── Dataset excerpts

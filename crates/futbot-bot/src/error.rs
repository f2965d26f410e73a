//! Application error types.

use thiserror::Error;

#[derive(Debug, Error)]
pub enum AppError {
    #[error("Configuration error: {0}")]
    Config(String),

    #[error("Ladder configuration error: {0}")]
    Ladder(#[from] futbot_position::LadderConfigError),

    #[error("Position error: {0}")]
    Position(#[from] futbot_position::PositionError),

    #[error("Telemetry error: {0}")]
    Telemetry(#[from] futbot_telemetry::TelemetryError),

    #[error("Replay error at line {line}: {message}")]
    Replay { line: usize, message: String },

    #[error("IO error: {0}")]
    Io(#[from] std::io::Error),
}

pub type AppResult<T> = Result<T, AppError>;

────

● **Work to be completed**
Retype all of the records above without a single alteration.

● **Problem solution**
filename crates/futbot-bot/src/error.rs
repository f2965d26f410e73a
//! Application error types.

use thiserror::Error;

#[derive(Debug, Error)]
pub enum AppError {
    #[error("Configuration error: {0}")]
    Config(String),

    #[error("Ladder configuration error: {0}")]
    Ladder(#[from] futbot_position::LadderConfigError),

    #[error("Position error: {0}")]
    Position(#[from] futbot_position::PositionError),

    #[error("Telemetry error: {0}")]
    Telemetry(#[from] futbot_telemetry::TelemetryError),

    #[error("Replay error at line {line}: {message}")]
    Replay { line: usize, message: String },

    #[error("IO error: {0}")]
    Io(#[from] std::io::Error),
}

pub type AppResult<T> = Result<T, AppError>;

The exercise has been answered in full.